Pharmacokinetic models are used to simplify all the complex processes that occur during drug administration, including drug distribution and elimination in the body. The model simplification is necessary because of the inability to measure quantitatively all the rate processes in the body, including the lack of access to biological samples from the interior of the body. As described in Chapter 1, pharmacokinetic models are used to simulate drug disposition under different conditions/time points so that optimal dosing regimens for individuals or groups of patients can be designed.
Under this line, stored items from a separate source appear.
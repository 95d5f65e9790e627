//! List command: shows the stored jump data

use anyhow::Result;
use clap::ValueEnum;

use super::output::Output;
use crate::storage::QuickJump;

/// Part of the jump data to show
#[derive(Debug, Clone, Copy, PartialEq, Eq, ValueEnum)]
pub enum ListKey {
    #[value(name = "lastPath", alias = "last")]
    LastPath,
    #[value(name = "prevPath", alias = "prev")]
    PrevPath,
    #[value(name = "namedPaths", alias = "named")]
    NamedPaths,
    #[value(name = "histories", alias = "history")]
    Histories,
}

pub fn run(output: &Output, jumper: &QuickJump, key: Option<ListKey>, with_id: bool) -> Result<()> {
    let doc = jumper.document();

    match key {
        None if with_id => output.data(&doc),
        None => output.data(&doc.into_list()),

        Some(ListKey::LastPath) => single(output, "lastPath", &doc.last_path),
        Some(ListKey::PrevPath) => single(output, "prevPath", &doc.prev_path),

        Some(ListKey::NamedPaths) => {
            if output.is_json() {
                output.data(&doc.named_paths);
            } else if doc.named_paths.is_empty() {
                println!("No named paths. Add one with 'qj set <name> [path]'.");
            } else {
                for (name, path) in &doc.named_paths {
                    output.row(&[name.as_str(), path.as_str()]);
                }
            }
        }

        Some(ListKey::Histories) => {
            if output.is_json() {
                if with_id {
                    output.data(&doc.histories);
                } else {
                    output.data(&doc.histories.paths());
                }
            } else {
                for entry in doc.histories.iter() {
                    if with_id {
                        output.row(&[entry.id.as_str(), entry.path.as_str()]);
                    } else {
                        output.row(&[entry.path.as_str()]);
                    }
                }
            }
        }
    }

    Ok(())
}

fn single(output: &Output, key: &str, value: &str) {
    if output.is_json() {
        let mut map = serde_json::Map::new();
        map.insert(key.to_string(), value.into());
        output.data(&map);
    } else {
        println!("{}", value);
    }
}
Compartmental models are classic pharmacokinetic models that simulate the kinetic processes of drug absorption, distribution, and elimination with minimal physiologic details. In contrast, the more sophisticated physiologic models are discussed in Chapter 19. In compartmental models, drug concentrations are assumed to be uniform and instantly distributed within each given hypothetical compartments. Hence, all muscle mass and connective tissues may be lumped into one hypothetical tissue compartment that equilibrates with drug from the central (composed of blood, extracellular fluid, and highly perfused organs/tissues such as heart, liver, and kidneys) compartment. Conventionally, since no data are collected on the tissue mass, the theoretical tissue concentration cannot be confirmed and used to forecast actual tissue drug levels. Only a theoretical, Ct, concentration of drug in the tissue compartment (or more commonly referred to as the peripheral compartment as Cp) can be calculated. Obviously, in contrast to compartment models, the drug concentrations in a particular tissue mass may not be homogeneously distributed. In reality, the body is more complex than depicted in the simple one- and multicompartment models, and the eliminating organs, such as the liver and kidneys, are much more complex than being simple extractors. Multicompartment models are helpful to gain a better appreciation regarding how drugs are handled in the body. Contrary to the monoexponential decay observed with the simple one-compartment model, most drugs given by IV bolus dose decline in a biphasic fashion; that is, plasma drug concentrations rapidly decline soon ...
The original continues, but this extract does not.